The problem is for the application I'm testing with this implementation
is significantly slower (in terms of RPS) than Felix's code:

              |        L  A  T  E  N  C  Y       |  App   |     C P U     |
       |  RPS |   AVG  |  P50  |   P99  |   P999 | Overld |  busy |  PSI  |
thread | 1.1% | -15.6% | -0.3% | -42.5% |  -8.1% | -83.4% | -2.3% | 60.6% |
work q | 4.3% | -13.1% |  0.1% | -44.4% |  -1.1% |   2.3% | -1.2% | 90.1% |
TAPI   | 4.4% | -17.1% | -1.4% | -43.8% | -11.0% | -60.2% | -2.3% | 46.7% |

thread is this code, "work q" is Felix's code, TAPI is my hacks.
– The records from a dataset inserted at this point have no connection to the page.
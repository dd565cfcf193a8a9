//! Error types for ExpertGraph.

use thiserror::Error;

#[derive(Error, Debug)]
pub enum Error {
    /// An edge named an endpoint that is not a node in the store.
    #[error("Cannot create edge between non-existent nodes: {from} -> {to} (missing: {missing})")]
    ReferentialIntegrity {
        from: String,
        to: String,
        missing: String,
    },

    #[error("Not found: {0}")]
    NotFound(String),

    #[error("IO error: {0}")]
    Io(#[from] std::io::Error),

    #[error("JSON error: {0}")]
    Json(#[from] serde_json::Error),

    #[error("Configuration error: {0}")]
    Config(String),

    #[error("Invalid argument: {0}")]
    InvalidArgument(String),
}

pub type Result<T> = std::result::Result<T, Error>;
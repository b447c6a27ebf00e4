// 公共 API 层：安装、卸载注入 hook 与诊断查询
use crate::config::Config;
use crate::errno::Errno;
use crate::hide::HideDaemon;
use crate::plt::SymbolPatcher;
use crate::runtime;
use crate::version;

pub use crate::runtime::{HookStats, SelfUnloadFn};

// 使用自定义的符号替换原语与守护进程客户端安装，只能成功安装一次
pub fn hook_functions_with(
    config: Config,
    patcher: Box<dyn SymbolPatcher>,
    daemon: Box<dyn HideDaemon>,
    unloader: Option<SelfUnloadFn>,
) -> Errno {
    runtime::hook_functions(config, patcher, daemon, unloader)
}

// 以 xhook 与 Unix socket 守护进程客户端安装
#[cfg(target_os = "android")]
pub fn hook_functions(config: Config, unloader: Option<SelfUnloadFn>) -> Errno {
    let patcher = crate::plt::XhookPatcher::new(config.debug);
    let daemon = crate::hide::SocketDaemon::from_config(&config);
    runtime::hook_functions(config, Box::new(patcher), Box::new(daemon), unloader)
}

// 恢复原始 native 方法与符号绑定，未安装时返回 Errno::Uninit
pub fn unhook_functions() -> Errno {
    runtime::unhook_functions()
}

pub fn stats() -> HookStats {
    runtime::stats()
}

// 查询某个 native 方法注册时的原函数地址，类名使用内部形式（a/b/C）
pub fn captured_native(class: &str, name: &str, signature: &str) -> Option<usize> {
    runtime::captured_native(class, name, signature)
}

pub fn is_installed() -> bool {
    runtime::stats().installed
}

pub fn get_version() -> String {
    version::version_str_full()
}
The numbers are comparing performance to normal NAPI.

In all cases (but not the baseline) I configured timer-based polling
(defer_hard_irqs), with around 100us timeout. Without deferring hard
IRQs threaded NAPI is actually slower for this app. Also I'm not
modifying niceness, this again causes application performance
regression here.
 
If I remember correctly, Felix's workqueue code uses HIGHPRIO flag
which by default uses -20 as the nice value for the workqueue threads.
But the kthread implementation leaves nice level as 20 by default.
This could be 1 difference.
FWIW this is the data based on which I concluded the nice -20 actually
makes things worse here:

      threded: -1.50%
 threded p-20: -5.67%
     thr poll:  2.93%
thr poll p-20:  2.22%

Annoyingly relative performance change varies day to day and this test
was run a while back (over the weekend I was getting < 2% improvement
with this set).
I'm assuming your application uses UDP as the transport protocol - raw
IP or packet socket should behave in the same way. I observed similar
behavior - that is unstable figures, and end-to-end tput decrease when
network stack get more cycles (or become faster) - when the bottle-neck 
was in user-space processing[1].

You can double check you are hitting the same scenario observing the
UDP protocol stats (you should see higher drops figures with threaded
and even more with threded p-20, compared to the other impls).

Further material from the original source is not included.